*Dataset*
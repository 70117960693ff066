//! Per-frame instance and camera data.
//!
//! Everything here is CPU-only; the renderer uploads the results into the
//! current ring slot.

use std::f32::consts::TAU;

use bytemuck::{Pod, Zeroable};

use crate::math::{self, Float3, Float3x3, Float4x4};
use crate::render::config::{CameraConfig, GridDims, RendererConfig};

/// Per-instance GPU record (128 bytes).
#[repr(C)]
#[derive(Debug, Copy, Clone, PartialEq, Pod, Zeroable)]
pub struct InstanceRecord {
    pub transform: Float4x4,
    pub normal_transform: Float3x3,
    pub color: [f32; 4],
}

impl InstanceRecord {
    const ATTRS: [wgpu::VertexAttribute; 8] = wgpu::vertex_attr_array![
        3 => Float32x4, // transform col 0
        4 => Float32x4,
        5 => Float32x4,
        6 => Float32x4,
        7 => Float32x4, // normal transform col 0
        8 => Float32x4,
        9 => Float32x4,
        10 => Float32x4 // color
    ];

    pub(crate) fn layout() -> wgpu::VertexBufferLayout<'static> {
        wgpu::VertexBufferLayout {
            array_stride: std::mem::size_of::<InstanceRecord>() as u64,
            step_mode: wgpu::VertexStepMode::Instance,
            attributes: &Self::ATTRS,
        }
    }
}

/// Camera uniform record (176 bytes).
#[repr(C)]
#[derive(Debug, Copy, Clone, PartialEq, Pod, Zeroable)]
pub struct CameraRecord {
    pub perspective_transform: Float4x4,
    pub world_transform: Float4x4,
    pub world_normal_transform: Float3x3,
}

impl CameraRecord {
    /// Fixed camera: projection from `camera`, identity world transform.
    pub fn new(camera: &CameraConfig) -> Self {
        let world_transform = math::identity();
        Self {
            perspective_transform: math::perspective(
                camera.fov_y_radians,
                camera.aspect,
                camera.near,
                camera.far,
            ),
            world_transform,
            world_normal_transform: math::discard_translation(&world_transform),
        }
    }
}

/// Deterministic instance color: red ramps up, green ramps down, blue is one
/// sine period over the instance range.
pub fn instance_color(index: usize, count: usize) -> [f32; 4] {
    let t = index as f32 / count as f32;
    [t, 1.0 - t, (TAU * t).sin(), 1.0]
}

/// Computes instance transforms for the cube grid.
#[derive(Debug, Clone)]
pub struct InstanceAnimator {
    grid: GridDims,
    object_position: Float3,
    scale: f32,
}

impl InstanceAnimator {
    pub fn new(config: &RendererConfig) -> Self {
        Self {
            grid: config.grid,
            object_position: config.object_position,
            scale: config.instance_scale,
        }
    }

    pub fn instance_count(&self) -> usize {
        self.grid.count()
    }

    /// Rigid transform shared by all instances: spins the whole grid about
    /// its own center.
    pub fn object_transform(&self, angle: f32) -> Float4x4 {
        let p = self.object_position;
        math::translate(p) * math::rotate_y(-angle) * math::rotate_x(angle * 0.5) * math::translate(-p)
    }

    /// Grid offset of cell `(ix, iy, iz)` relative to the object position.
    fn cell_offset(&self, ix: usize, iy: usize, iz: usize) -> Float3 {
        let s = self.scale;
        let g = self.grid;
        Float3::new(
            (ix as f32 - g.rows as f32 / 2.0) * (2.0 * s) + s,
            (iy as f32 - g.columns as f32 / 2.0) * (2.0 * s) + s,
            (iz as f32 - g.depth as f32 / 2.0) * (2.0 * s),
        )
    }

    /// Local transform of one cell: scale, then Z/Y spin, then placement.
    pub fn local_transform(&self, angle: f32, ix: usize, iy: usize, iz: usize) -> Float4x4 {
        let translate = math::translate(math::add(self.object_position, self.cell_offset(ix, iy, iz)));
        let yrot = math::rotate_y(angle * (iy as f32).cos());
        let zrot = math::rotate_z(angle * (ix as f32).sin());
        let scale = math::scale(Float3::splat(self.scale));
        translate * yrot * zrot * scale
    }

    /// Fills `out` (one record per instance) for animation angle `angle`.
    ///
    /// Instances are visited with `ix` fastest, then `iy`, then `iz`.
    pub fn write_instances(&self, angle: f32, out: &mut [InstanceRecord]) {
        debug_assert_eq!(out.len(), self.instance_count());

        let object = self.object_transform(angle);
        let count = self.instance_count();
        let (mut ix, mut iy, mut iz) = (0usize, 0usize, 0usize);

        for (i, record) in out.iter_mut().enumerate() {
            let transform = object * self.local_transform(angle, ix, iy, iz);
            *record = InstanceRecord {
                transform,
                normal_transform: math::discard_translation(&transform),
                color: instance_color(i, count),
            };

            ix += 1;
            if ix == self.grid.rows {
                ix = 0;
                iy += 1;
                if iy == self.grid.columns {
                    iy = 0;
                    iz += 1;
                }
            }
        }
    }
}

#[cfg(test)]
mod tests {
    use super::*;

    const EPS: f32 = 1e-4;

    fn animator(grid: GridDims) -> InstanceAnimator {
        InstanceAnimator::new(&RendererConfig {
            grid,
            ..Default::default()
        })
    }

    // ── layout ────────────────────────────────────────────────────────────

    #[test]
    fn record_sizes_match_shader_layout() {
        assert_eq!(std::mem::size_of::<InstanceRecord>(), 128);
        assert_eq!(std::mem::size_of::<CameraRecord>(), 176);
        assert_eq!(InstanceRecord::layout().array_stride, 128);
    }

    // ── color ─────────────────────────────────────────────────────────────

    #[test]
    fn color_ramp_endpoints() {
        let first = instance_color(0, 1000);
        assert_eq!(first[0], 0.0);
        assert_eq!(first[1], 1.0);
        assert!(first[2].abs() < EPS);
        assert_eq!(first[3], 1.0);

        let last = instance_color(999, 1000);
        assert!((last[0] - 0.999).abs() < EPS);
        assert!((last[1] - 0.001).abs() < EPS);

        let mid = instance_color(500, 1000);
        assert!(mid[2].abs() < EPS);

        let quarter = instance_color(250, 1000);
        assert!((quarter[2] - 1.0).abs() < EPS);
    }

    // ── transforms ────────────────────────────────────────────────────────

    #[test]
    fn object_transform_pivots_about_object_position() {
        let a = animator(GridDims::default());
        let m = a.object_transform(1.3);
        let p = m.transform_point3(Float3::new(0.0, 0.0, -10.0));
        assert!(p.abs_diff_eq(Float3::new(0.0, 0.0, -10.0), EPS), "{p:?}");
    }

    #[test]
    fn zero_angle_places_cells_on_grid() {
        let a = animator(GridDims::default());
        let mut out = vec![InstanceRecord::zeroed(); a.instance_count()];
        a.write_instances(0.0, &mut out);

        // Cell (0, 0, 0): x = y = -5 * 0.4 + 0.2, z = -10 - 5 * 0.4.
        let origin = out[0].transform.transform_point3(Float3::ZERO);
        assert!(origin.abs_diff_eq(Float3::new(-1.8, -1.8, -12.0), EPS), "{origin:?}");

        // Scale only at angle zero.
        assert!((out[0].transform.x_axis.x - 0.2).abs() < EPS);
    }

    #[test]
    fn write_order_matches_flattening() {
        let grid = GridDims::new(3, 4, 5);
        let a = animator(grid);
        let mut out = vec![InstanceRecord::zeroed(); grid.count()];
        let angle = 0.75;
        a.write_instances(angle, &mut out);

        let object = a.object_transform(angle);
        for i in [0, 1, 2, 3, 11, 12, 37, grid.count() - 1] {
            let (ix, iy, iz) = grid.unflatten(i);
            let expected = object * a.local_transform(angle, ix, iy, iz);
            assert!(out[i].transform.abs_diff_eq(expected, EPS), "instance {i}");
        }
    }

    #[test]
    fn normal_transform_is_linear_part() {
        let a = animator(GridDims::new(2, 2, 2));
        let mut out = vec![InstanceRecord::zeroed(); 8];
        a.write_instances(2.0, &mut out);

        for r in &out {
            assert_eq!(r.normal_transform, math::discard_translation(&r.transform));
        }
    }

    #[test]
    fn camera_record_uses_identity_world() {
        let cam = CameraRecord::new(&CameraConfig::default());
        assert_eq!(cam.world_transform, math::identity());
        assert_eq!(cam.world_normal_transform.to_mat3(), math::Mat3::IDENTITY);
        // Row 3, column 2 carries the -z to w copy.
        assert_eq!(cam.perspective_transform.z_axis.w, -1.0);
    }
}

*What this task involves*
The answer must consist of every line in the records above that contains the word "columns".

*Result for this task*
            (iy as f32 - g.columns as f32 / 2.0) * (2.0 * s) + s,
                if iy == self.grid.columns {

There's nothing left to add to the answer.